The gibbus or sharp kyphosis is gone, but more importantly, the process which produces it is also annulled.

Then there is this. Similar in appearance, but even more ominous than the growth defect above is collapse of vertebra from spinal tuberculosis.

There is a group out there in ya-ya land espousing the better healthfulness of natural milk. Natural sounds so...  uh .. natural, doesn't it?

Why, yes, it does. And what could be more natural than tuberculosis from cows? Why bother with Pasteurized milk with a few vitamins slightly diminished? Hmmm? Why?

Tuberculosis from cows? Well, OK. That works for me.

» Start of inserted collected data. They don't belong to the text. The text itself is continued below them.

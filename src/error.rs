//! Error types for the session harness.

use thiserror::Error;
use tokio_postgres::error::SqlState;

/// Boxed error from a database driver or session implementation.
pub type BoxError = Box<dyn std::error::Error + Send + Sync + 'static>;

/// Errors raised while provisioning, connecting, or running statements.
#[derive(Error, Debug)]
pub enum HarnessError {
    /// The database instance never became ready. Fatal to the whole suite.
    #[error("Provisioning failed: {0:#}")]
    Provision(anyhow::Error),

    /// Opening a client connection failed (network or authentication).
    #[error("Failed to connect to {target}: {source}")]
    Connect {
        target: String,
        code: Option<SqlState>,
        #[source]
        source: BoxError,
    },

    /// A statement failed; the remaining operations of the sequence were skipped.
    #[error("Statement #{position} failed: {sql}: {source}")]
    Statement {
        position: usize,
        sql: String,
        code: Option<SqlState>,
        #[source]
        source: BoxError,
    },

    /// An observed value did not match the expected one.
    #[error("Expected {expected}, got {actual}")]
    Mismatch { expected: String, actual: String },

    /// Closing the connection failed after the work itself succeeded.
    #[error("Failed to close connection: {0}")]
    Close(#[source] BoxError),

    /// An identifier was rejected before being placed into SQL text.
    #[error("Invalid identifier '{0}'")]
    InvalidIdentifier(String),

    /// Configuration error.
    #[error("Configuration error: {0}")]
    Config(String),
}

impl HarnessError {
    pub(crate) fn mismatch(expected: impl ToString, actual: impl ToString) -> Self {
        HarnessError::Mismatch {
            expected: expected.to_string(),
            actual: actual.to_string(),
        }
    }

    /// SQLSTATE reported by the server for connect and statement failures.
    pub fn sql_state(&self) -> Option<&SqlState> {
        match self {
            HarnessError::Connect { code, .. } | HarnessError::Statement { code, .. } => {
                code.as_ref()
            }
            _ => None,
        }
    }

    /// True when a statement referenced a relation that does not exist.
    pub fn is_undefined_table(&self) -> bool {
        self.sql_state() == Some(&SqlState::UNDEFINED_TABLE)
    }
}
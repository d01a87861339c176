//! Validated SQL identifiers.
//!
//! Schema names are written into statement text verbatim, so they are
//! checked against a conservative allow-list before use.

use crate::error::HarnessError;
use std::fmt;
use std::str::FromStr;

/// PostgreSQL truncates identifiers longer than NAMEDATALEN - 1 bytes.
pub const MAX_IDENTIFIER_LEN: usize = 63;

/// A schema name that is safe to interpolate unquoted into SQL.
#[derive(Debug, Clone, PartialEq, Eq, Hash)]
pub struct SchemaName(String);

impl SchemaName {
    pub fn new(name: &str) -> Result<Self, HarnessError> {
        if is_plain_identifier(name) {
            Ok(Self(name.to_string()))
        } else {
            Err(HarnessError::InvalidIdentifier(name.to_string()))
        }
    }

    pub fn as_str(&self) -> &str {
        &self.0
    }
}

fn is_plain_identifier(name: &str) -> bool {
    let mut chars = name.chars();
    let Some(first) = chars.next() else {
        return false;
    };
    name.len() <= MAX_IDENTIFIER_LEN
        && (first.is_ascii_alphabetic() || first == '_')
        && chars.all(|c| c.is_ascii_alphanumeric() || c == '_')
}

impl FromStr for SchemaName {
    type Err = HarnessError;

    fn from_str(s: &str) -> Result<Self, Self::Err> {
        Self::new(s)
    }
}

impl AsRef<str> for SchemaName {
    fn as_ref(&self) -> &str {
        &self.0
    }
}

impl fmt::Display for SchemaName {
    fn fmt(&self, f: &mut fmt::Formatter<'_>) -> fmt::Result {
        f.write_str(&self.0)
    }
}

#[cfg(test)]
mod tests {
    use super::*;

    #[test]
    fn test_accepts_plain_identifiers() {
        for name in ["myschema", "_staging", "tenant_42", "A"] {
            assert_eq!(SchemaName::new(name).unwrap().as_str(), name);
        }
    }

    #[test]
    fn test_rejects_injection_and_odd_names() {
        for name in [
            "",
            "1abc",
            "my schema",
            "public; DROP TABLE test",
            "my-schema",
            "\"quoted\"",
            "schéma",
        ] {
            assert!(
                matches!(SchemaName::new(name), Err(HarnessError::InvalidIdentifier(_))),
                "{name:?} should be rejected"
            );
        }
    }

    #[test]
    fn test_length_limit() {
        let longest = "s".repeat(MAX_IDENTIFIER_LEN);
        assert!(SchemaName::new(&longest).is_ok());
        assert!(SchemaName::new(&format!("{longest}s")).is_err());
    }
}
//! One database instance per test binary.
//!
//! The first test to call [`shared_endpoint`] provisions the instance from
//! [`HarnessConfig::from_env`]; every later call gets the same endpoint, or
//! the same provisioning error. A started container is removed when the
//! test process exits.

use crate::config::HarnessConfig;
use crate::error::HarnessError;
use crate::identifier::SchemaName;
use crate::postgres::with_pg_connection;
use crate::provision::{provision, ProvisionedInstance};
use crate::sequencer::{run_sequence, SqlOperation};
use pg_session_harness_container::DatabaseEndpoint;
use std::sync::Mutex;
use tokio::sync::OnceCell;
use tracing::{info, warn};
use tracing_subscriber::{layer::SubscriberExt, util::SubscriberInitExt};

struct SharedEndpoint {
    endpoint: DatabaseEndpoint,
    external: bool,
}

static SHARED: OnceCell<Result<SharedEndpoint, String>> = OnceCell::const_new();
static INSTANCE: Mutex<Option<ProvisionedInstance>> = Mutex::new(None);

/// Initialize logging for tests
pub fn init_logging() {
    let _ = tracing_subscriber::registry()
        .with(
            tracing_subscriber::EnvFilter::try_from_default_env()
                .unwrap_or_else(|_| "pg_session_harness=debug,info".into()),
        )
        .with(tracing_subscriber::fmt::layer())
        .try_init();
}

/// Endpoint of the suite's database instance, provisioned on first use.
pub async fn shared_endpoint() -> Result<&'static DatabaseEndpoint, HarnessError> {
    let shared = SHARED
        .get_or_init(|| async {
            start_shared_instance()
                .await
                .map_err(|e| e.to_string())
        })
        .await;

    match shared {
        Ok(shared) => Ok(&shared.endpoint),
        Err(message) => Err(HarnessError::Provision(anyhow::anyhow!(
            "shared instance unavailable: {message}"
        ))),
    }
}

/// True when the shared endpoint points at a server this process did not start.
pub fn is_external() -> bool {
    matches!(SHARED.get(), Some(Ok(shared)) if shared.external)
}

async fn start_shared_instance() -> Result<SharedEndpoint, HarnessError> {
    let config = HarnessConfig::from_env()?;
    let instance = provision(&config).await?;
    let shared = SharedEndpoint {
        endpoint: instance.endpoint().clone(),
        external: instance.is_external(),
    };

    if !shared.external {
        if let Err(e) = instance.remove_on_process_exit() {
            warn!("Container will outlive the test process: {}", e);
        }
        // Statics are never dropped; the reaper removes the container.
        *INSTANCE.lock().unwrap_or_else(|e| e.into_inner()) = Some(instance);
    }

    info!("Shared PostgreSQL instance at {}", shared.endpoint);
    Ok(shared)
}

/// Drops `schema` and everything in it.
///
/// A reused external server keeps schemas from earlier runs; calling this
/// first makes `CREATE SCHEMA` deterministic again.
pub async fn reset_schema(
    endpoint: &DatabaseEndpoint,
    schema: &SchemaName,
) -> Result<(), HarnessError> {
    let drop_schema = SqlOperation::statement(format!("DROP SCHEMA IF EXISTS {schema} CASCADE"));
    with_pg_connection(endpoint, schema, move |session| {
        Box::pin(async move { run_sequence(session, &[drop_schema], |_, _| Ok(())).await })
    })
    .await?;
    Ok(())
}
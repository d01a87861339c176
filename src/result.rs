//! Materialized query results.

/// Rows returned by a query, in text form.
///
/// `None` cells are SQL NULLs.
#[derive(Debug, Clone, Default, PartialEq, Eq)]
pub struct ResultSet {
    columns: Vec<String>,
    rows: Vec<Vec<Option<String>>>,
}

impl ResultSet {
    pub fn new(columns: Vec<String>, rows: Vec<Vec<Option<String>>>) -> Self {
        Self { columns, rows }
    }

    pub fn columns(&self) -> &[String] {
        &self.columns
    }

    pub fn rows(&self) -> &[Vec<Option<String>>] {
        &self.rows
    }

    pub fn len(&self) -> usize {
        self.rows.len()
    }

    pub fn is_empty(&self) -> bool {
        self.rows.is_empty()
    }

    /// The only cell of a one-row, one-column result.
    pub fn single_value(&self) -> Option<Option<&str>> {
        match self.rows.as_slice() {
            [row] if row.len() == 1 => Some(row[0].as_deref()),
            _ => None,
        }
    }
}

Dr. Eduardo Luque of Mexico saddled with many such cases had to secure the spine more firmly than the simple rods of scoliosis surgery at that time allowed. Borrowing the graft looping technique used in neurosurgery he implemented segmental spinal fixation with twist wires looped through the posterior elements of the spine and around paired rods. It is a method which, with many improvements, is still used for serious spinal reconstruction. It is also often also used in combination with newer methods.

When confronted with true kyphosis in cases of scoliosis (see Scoliosis example 4), opening and restoring the space anteriorly in the scoliotic spine which is narrowed can be performed. Here, disc structures are removed in their entirety. This creates flexibility to allow nasty scoliosis curves to be better corrected. But narrowing will aggravate kyphosis.

Yo-yo spacers are placed in the disc spaces to test contour. They, having a variety of thickness and angular shapes, then serve as jigs to shape bone grafts which then replace them. Metal fixation secures the contour. Bone healing replaces the grafted bone with native new bone.